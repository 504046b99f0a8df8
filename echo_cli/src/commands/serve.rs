use std::net::IpAddr;
use std::sync::Arc;
use std::time::Duration;

use anyhow::Result;
use colored::Colorize;
use echo_core::engines::{DynEngine, TcpEchoConfig, TcpEchoEngine, UdpEchoConfig, UdpEchoEngine};
use echo_core::{events, port, EchoTask, EngineEvent, Transport};
use tracing::info;

use crate::ui;

pub async fn execute(
    port_text: &str,
    transport: Transport,
    bind: IpAddr,
    grace: Duration,
    capacity: usize,
    json: bool,
) -> Result<i32> {
    // Invalid input is refused right here; nothing reaches the event
    // stream for it.
    let port = match port::require(port_text) {
        Ok(port) => port,
        Err(err) => {
            ui::print_error(&err.to_string());
            return Ok(2);
        }
    };

    let engine: DynEngine = match transport {
        Transport::Tcp => Arc::new(TcpEchoEngine::new(TcpEchoConfig {
            bind_ip: bind,
            drain_grace: grace,
            ..Default::default()
        })),
        Transport::Udp => Arc::new(UdpEchoEngine::new(UdpEchoConfig { bind_ip: bind })),
    };

    let (sink, mut stream) = events::channel(capacity);
    let task = Arc::new(EchoTask::new(engine, port, sink));
    task.start()?;
    info!(%transport, port, "echo task launched");

    // Ctrl-C is the stop affordance; the render loop below keeps running
    // until the task's completion signal comes through.
    let stopper = task.clone();
    tokio::spawn(async move {
        if tokio::signal::ctrl_c().await.is_ok() {
            stopper.stop();
        }
    });

    // The single consumer: every line below renders on this task, never on
    // a network worker.
    let mut failed = false;
    while let Some(event) = stream.recv().await {
        if json {
            println!("{}", serde_json::to_string(&event)?);
        }
        match event {
            EngineEvent::TaskStarted => {
                if !json {
                    ui::print_info(&format!("{transport} echo task started, Ctrl-C to stop"));
                }
            }
            EngineEvent::Log(log) => {
                if !json {
                    println!(
                        "{} {}",
                        log.timestamp.format("%H:%M:%S%.3f").to_string().dimmed(),
                        log.text
                    );
                }
            }
            EngineEvent::TaskEnded { error } => {
                if let Some(error) = error {
                    failed = true;
                    if !json {
                        ui::print_error(&error);
                    }
                } else if !json {
                    ui::print_success("server terminated cleanly");
                }
                break;
            }
        }
    }

    task.join().await;
    Ok(if failed { 1 } else { 0 })
}
use echo_core::port;

use crate::ui;

pub fn execute(text: &str) -> i32 {
    match port::require(text) {
        Ok(port) => {
            ui::print_success(&format!("port {port} is valid"));
            0
        }
        Err(err) => {
            ui::print_error(&err.to_string());
            2
        }
    }
}

#[cfg(test)]
mod tests {
    use super::*;

    #[test]
    fn test_check_exit_codes() {
        assert_eq!(execute("8080"), 0);
        assert_eq!(execute("65535"), 0);
        assert_eq!(execute("0"), 2);
        assert_eq!(execute("not-a-port"), 2);
    }
}
mod commands;
mod ui;

use std::net::IpAddr;
use std::time::Duration;

use clap::{Parser, Subcommand};
use echo_core::Transport;
use tracing::Level;
use tracing_subscriber;

#[derive(Parser)]
#[command(name = "echod")]
#[command(about = "TCP/UDP echo service with a live operator event stream", long_about = None)]
#[command(version)]
struct Cli {
    #[command(subcommand)]
    command: Commands,

    /// Enable verbose logging
    #[arg(short, long, global = true)]
    verbose: bool,

    /// Enable quiet mode (errors only)
    #[arg(short, long, global = true)]
    quiet: bool,
}

#[derive(Subcommand)]
enum Commands {
    /// Start an echo server and stream its event log until Ctrl-C
    Serve {
        /// Port to listen on (1-65535)
        port: String,

        /// Transport to serve (tcp or udp)
        #[arg(short, long, default_value = "tcp")]
        transport: Transport,

        /// Address to bind
        #[arg(short, long, default_value = "0.0.0.0")]
        bind: IpAddr,

        /// Grace period for in-flight connections after a stop (tcp only)
        #[arg(long, default_value = "3s", value_parser = humantime::parse_duration)]
        grace: Duration,

        /// Event ring capacity before the oldest events are dropped
        #[arg(long, default_value_t = echo_core::events::DEFAULT_CAPACITY)]
        capacity: usize,

        /// Render events as JSON lines
        #[arg(long)]
        json: bool,
    },

    /// Validate a port value without starting a server
    Check {
        /// Candidate port text
        port: String,
    },
}

#[tokio::main]
async fn main() -> anyhow::Result<()> {
    let cli = Cli::parse();

    // Setup logging
    let log_level = if cli.verbose {
        Level::DEBUG
    } else if cli.quiet {
        Level::ERROR
    } else {
        Level::INFO
    };

    tracing_subscriber::fmt()
        .with_max_level(log_level)
        .with_target(false)
        .init();

    let code = match cli.command {
        Commands::Serve {
            port,
            transport,
            bind,
            grace,
            capacity,
            json,
        } => commands::serve::execute(&port, transport, bind, grace, capacity, json).await?,

        Commands::Check { port } => commands::check::execute(&port),
    };

    if code != 0 {
        std::process::exit(code);
    }
    Ok(())
}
——————————
What you need to do> In the entries above, some lines hold the string "Result". Copy each of them.

Answer below>
use anyhow::Result;
) -> Result<i32> {
async fn main() -> anyhow::Result<()> {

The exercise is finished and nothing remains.